The new show’s rah-rah tone eventually becomes numbing. This is all the more frustrating because ambivalence is baked into the title song, which alludes to the city’s mercurial temperament. “If I can make it there/I’d make it anywhere” — we’re in a tough town — is followed by “It’s up to you/New York, New York,” which deprives the singer of agency. But the show follows the triumphant template set by Frank Sinatra rather than the more ambiguous one imparted by Minnelli. In this rose-colored vision, trials are temporary, everybody gets along, and nobody runs up against New York’s bad side.
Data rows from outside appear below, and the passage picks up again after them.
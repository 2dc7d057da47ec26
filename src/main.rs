use anyhow::Context;
use clap::{Parser, Subcommand};
use retrace::engine::RetraceService;
use retrace::engine::cache::{EngineCacheConfig, discover_versions};
use retrace::engine::index::IndexBuilder;
use retrace::engine::types::VersionKey;
use retrace::logging;
use retrace::shared::config::CONFIG;
use serde::Serialize;
use std::fs;
use std::io::{self, Read};
use std::path::PathBuf;
use tracing::info;

#[derive(Parser)]
#[command(name = "retrace")]
#[command(about = "De-obfuscate Java/Android stack traces with ProGuard mappings", long_about = None)]
struct Args {
    #[command(subcommand)]
    command: Command,
}

#[derive(Subcommand)]
enum Command {
    /// Resolve a stack trace against one version's mapping
    Resolve {
        #[arg(long)]
        app: String,

        #[arg(long)]
        version_name: String,

        #[arg(long)]
        version_code: u64,

        /// Stack trace file (stdin when omitted)
        #[arg(short, long)]
        input: Option<PathBuf>,
    },
    /// Build or load the sidecar index of a mapping file and print a summary
    Index {
        mapping: PathBuf,

        /// Rescan even if a valid sidecar exists
        #[arg(long)]
        force: bool,
    },
    /// List versions found under the data root
    Versions,
    /// Pre-warm engines for the most recent versions and print the summary
    Prewarm,
}

#[derive(Serialize)]
struct IndexSummary {
    mapping: String,
    classes: usize,
    source_file_size: u64,
    source_file_mtime: u64,
}

fn main() -> anyhow::Result<()> {
    let args = Args::parse();
    logging::init(&CONFIG.logging)?;
    info!(target: "retrace::cli", root = %CONFIG.data.root_dir, "Starting retrace");

    match args.command {
        Command::Resolve {
            app,
            version_name,
            version_code,
            input,
        } => {
            let text = match input {
                Some(path) => fs::read_to_string(&path)
                    .with_context(|| format!("reading {}", path.display()))?,
                None => {
                    let mut buf = String::new();
                    io::stdin().read_to_string(&mut buf)?;
                    buf
                }
            };
            let lines: Vec<String> = text.lines().map(str::to_string).collect();
            let key = VersionKey::new(app, version_name, version_code);

            let service = RetraceService::from_settings(&CONFIG);
            let resolution = service.resolve(&key, &lines)?;
            for line in &resolution.lines {
                println!("{}", line);
            }
            if !resolution.resolved {
                eprintln!("No mapping for {}; trace left unresolved", key);
            }
        }
        Command::Index { mapping, force } => {
            let index = IndexBuilder::build(&mapping, force)
                .with_context(|| format!("indexing {}", mapping.display()))?;
            let summary = IndexSummary {
                mapping: mapping.display().to_string(),
                classes: index.len(),
                source_file_size: index.source_file_size(),
                source_file_mtime: index.source_file_mtime(),
            };
            println!("{}", serde_json::to_string_pretty(&summary)?);
        }
        Command::Versions => {
            let config = EngineCacheConfig::from(&**CONFIG);
            let versions = discover_versions(&config.root_dir)
                .with_context(|| format!("scanning {}", config.root_dir.display()))?;
            println!("{}", serde_json::to_string_pretty(&versions)?);
        }
        Command::Prewarm => {
            let service = RetraceService::from_settings(&CONFIG);
            let summary = service.on_application_ready();
            println!("{}", serde_json::to_string_pretty(&summary)?);
        }
    }

    Ok(())
}
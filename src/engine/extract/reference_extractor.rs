use crate::engine::index::Index;
use once_cell::sync::Lazy;
use regex::Regex;
use std::collections::HashSet;

/// `at com.foo.Bar.method(` captures `com.foo.Bar`.
static FRAME: Lazy<Regex> = Lazy::new(|| {
    Regex::new(r"\bat\s+([\w$-]+(?:\.[\w$-]+)*)\.[\w$<>-]+\(").unwrap()
});

/// `Caused by: com.foo.BarException:`
static CAUSED_BY: Lazy<Regex> =
    Lazy::new(|| Regex::new(r"Caused by:\s*([\w$-]+(?:\.[\w$-]+)*):").unwrap());

/// `com.foo.BarException: message` at the start of a line.
static LEADING_THROWABLE: Lazy<Regex> = Lazy::new(|| {
    Regex::new(r"^([\w$-]+(?:\.[\w$-]+)*(?:Exception|Error|Throwable)): ").unwrap()
});

/// Any lowercase-leading dotted token.
static DOTTED: Lazy<Regex> =
    Lazy::new(|| Regex::new(r"\b[a-z][\w$-]*(?:\.[\w$-]+)+").unwrap());

const MAX_FALLBACK_LEN: usize = 200;

/// Finds the obfuscated class names a stack trace may reference.
///
/// Detection is deliberately loose; the index decides which candidates are
/// real classes.
pub struct ReferenceExtractor;

impl ReferenceExtractor {
    /// Candidate names from `lines` that are present in `index`.
    pub fn extract<S: AsRef<str>>(lines: &[S], index: &Index) -> HashSet<String> {
        let mut found = HashSet::new();
        for line in lines {
            for candidate in Self::candidates(line.as_ref()) {
                if index.contains(&candidate) {
                    found.insert(candidate);
                }
            }
        }
        found
    }

    /// Every name a single line could refer to, with enclosing classes,
    /// before filtering. Lines matching nothing yield an empty set.
    pub fn candidates(line: &str) -> HashSet<String> {
        let mut out = HashSet::new();

        for caps in FRAME.captures_iter(line) {
            add_with_enclosing(&mut out, &caps[1]);
        }
        for caps in CAUSED_BY.captures_iter(line) {
            add_with_enclosing(&mut out, &caps[1]);
        }
        if let Some(caps) = LEADING_THROWABLE.captures(line) {
            add_with_enclosing(&mut out, &caps[1]);
        }
        for m in DOTTED.find_iter(line) {
            if m.as_str().len() < MAX_FALLBACK_LEN {
                add_with_enclosing(&mut out, m.as_str());
            }
        }

        out
    }

    /// `a.b.Outer$Mid$Inner` yields `a.b.Outer$Mid` then `a.b.Outer`.
    pub fn enclosing_classes(name: &str) -> impl Iterator<Item = &str> {
        let mut current = name;
        std::iter::from_fn(move || {
            let cut = current.rfind('$')?;
            current = &current[..cut];
            Some(current)
        })
        .filter(|outer| !outer.is_empty() && !outer.ends_with('.') && !outer.ends_with('$'))
    }
}

pub(crate) fn add_with_enclosing(out: &mut HashSet<String>, name: &str) {
    out.insert(name.to_string());
    for outer in ReferenceExtractor::enclosing_classes(name) {
        out.insert(outer.to_string());
    }
}
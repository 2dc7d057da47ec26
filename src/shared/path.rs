use std::fs;
use std::io;
use std::path::{Path, PathBuf};
use std::time::UNIX_EPOCH;

use crate::engine::types::VersionKey;

pub const MAPPING_FILE_NAME: &str = "mapping.txt";
pub const SIDECAR_FILE_NAME: &str = "mapping.idx";

/// Returns an absolute version of the provided path without touching the filesystem.
/// Falls back to the original path if the current working directory cannot be resolved.
pub fn absolutize<P: AsRef<Path>>(path: P) -> PathBuf {
    let path = path.as_ref();
    if path.is_absolute() {
        return path.to_path_buf();
    }

    std::env::current_dir()
        .map(|cwd| cwd.join(path))
        .unwrap_or_else(|_| path.to_path_buf())
}

/// `{root}/{appId}/{versionName}/{versionCode}`
pub fn version_dir(root: &Path, key: &VersionKey) -> PathBuf {
    root.join(&key.app_id)
        .join(&key.version_name)
        .join(key.version_code.to_string())
}

pub fn mapping_path(root: &Path, key: &VersionKey) -> PathBuf {
    version_dir(root, key).join(MAPPING_FILE_NAME)
}

/// The sidecar index always sits next to the mapping file it describes.
pub fn sidecar_path(mapping: &Path) -> PathBuf {
    mapping.with_file_name(SIDECAR_FILE_NAME)
}

/// Size in bytes and modification time in nanoseconds since the epoch.
pub fn file_identity(path: &Path) -> io::Result<(u64, u64)> {
    let meta = fs::metadata(path)?;
    let mtime = meta
        .modified()?
        .duration_since(UNIX_EPOCH)
        .unwrap_or_default()
        .as_nanos();
    Ok((meta.len(), u64::try_from(mtime).unwrap_or(u64::MAX)))
}
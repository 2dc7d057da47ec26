pub use super::factories::MappingFileFactory;

pub struct Factory;

impl Factory {
    pub fn mapping_file() -> MappingFileFactory {
        MappingFileFactory::new()
    }

    pub fn sample_mapping() -> MappingFileFactory {
        MappingFileFactory::sample()
    }
}
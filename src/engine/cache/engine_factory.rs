use crate::engine::errors::EngineError;
use crate::engine::resolve::{
    EngineKind, FullLoadEngine, LookupEngine, PartitionedLookupEngine, ProguardResolverFactory,
    ResolverFactory,
};
use crate::engine::types::VersionKey;
use crate::shared::config::Settings;
use crate::shared::path::{absolutize, mapping_path};
use std::fs;
use std::io;
use std::path::PathBuf;
use std::sync::Arc;
use tracing::info;

/// Runtime knobs of the engine cache, derived from [`Settings`].
#[derive(Debug, Clone, PartialEq, Eq)]
pub struct EngineCacheConfig {
    pub root_dir: PathBuf,
    pub min_size: usize,
    pub max_size: usize,
    pub partitioned_enabled: bool,
    pub threshold_bytes: u64,
    pub max_cached_fragments: usize,
}

impl From<&Settings> for EngineCacheConfig {
    fn from(settings: &Settings) -> Self {
        Self {
            root_dir: absolutize(&settings.data.root_dir),
            min_size: settings.engine_cache.min_size,
            max_size: settings.engine_cache.max_size,
            partitioned_enabled: settings.partitioned.enabled,
            threshold_bytes: settings.partitioned.threshold_bytes(),
            max_cached_fragments: settings.partitioned.max_cached_fragments,
        }
    }
}

/// Builds the engine for one version on a cache miss.
pub trait EngineFactory: Send + Sync {
    fn create(&self, key: &VersionKey) -> Result<LookupEngine, EngineError>;
}

/// Reads mappings from the `{root}/{app}/{name}/{code}/mapping.txt` layout
/// and picks the engine variant from the file size.
pub struct MappingEngineFactory {
    config: EngineCacheConfig,
    resolvers: Arc<dyn ResolverFactory>,
}

impl MappingEngineFactory {
    pub fn new(config: EngineCacheConfig) -> Self {
        Self::with_resolvers(config, Arc::new(ProguardResolverFactory))
    }

    pub fn with_resolvers(config: EngineCacheConfig, resolvers: Arc<dyn ResolverFactory>) -> Self {
        Self { config, resolvers }
    }

    pub fn config(&self) -> &EngineCacheConfig {
        &self.config
    }
}

impl EngineFactory for MappingEngineFactory {
    fn create(&self, key: &VersionKey) -> Result<LookupEngine, EngineError> {
        let path = mapping_path(&self.config.root_dir, key);
        let size = match fs::metadata(&path) {
            Ok(meta) if meta.is_file() => meta.len(),
            Ok(_) => return Err(EngineError::NotFound { key: key.clone() }),
            Err(e) if e.kind() == io::ErrorKind::NotFound => {
                return Err(EngineError::NotFound { key: key.clone() });
            }
            Err(e) => return Err(e.into()),
        };

        let kind = EngineKind::select(
            size,
            self.config.threshold_bytes,
            self.config.partitioned_enabled,
        );
        info!(
            target: "retrace::engine_cache",
            %key,
            bytes = size,
            kind = ?kind,
            "Creating lookup engine"
        );

        match kind {
            EngineKind::Partitioned => Ok(LookupEngine::Partitioned(PartitionedLookupEngine::new(
                &path,
                self.config.max_cached_fragments,
                Arc::clone(&self.resolvers),
            ))),
            _ => Ok(LookupEngine::FullLoad(FullLoadEngine::load(
                &path,
                self.resolvers.as_ref(),
            )?)),
        }
    }
}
Stroman has a rare affinity for classic Broadway showmanship, as illustrated by her work on “Crazy for You” and “The Producers,” but she can also veer into radical stylization, as in “The Scottsboro Boys.”

Here, the flashes of inspiration are few and far between. A highlight is a tap number staged on high beams, with a couple inscribed with “JK 3181927” and “FE 481928” — Kander and Ebb’s birth dates, and two of the Easter eggs lurking in Beowulf Boritt’s vibrant set, dominated by towering fire escapes. The magical moment known as Manhattanhenge is evoked with a terrific assist from lighting designer Ken Billington. And there is, as always, the visceral thrill of watching a big band rise up to the stage, when Jimmy’s combo kicks off the title song at the end.

It is not much to remember from a show that clocks in at nearly three hours and had such formidable potential. “You can be anyone here,” Jesse says at one point, “do anything here.”

If only “New York, New York” had interpreted that line not as a reassurance, but as a challenge to dare.



‘New York, New York’: At the St. James Theater, Manhattan; newyorknewyorkbroadway.com. Running time: 2 hours 40 minutes.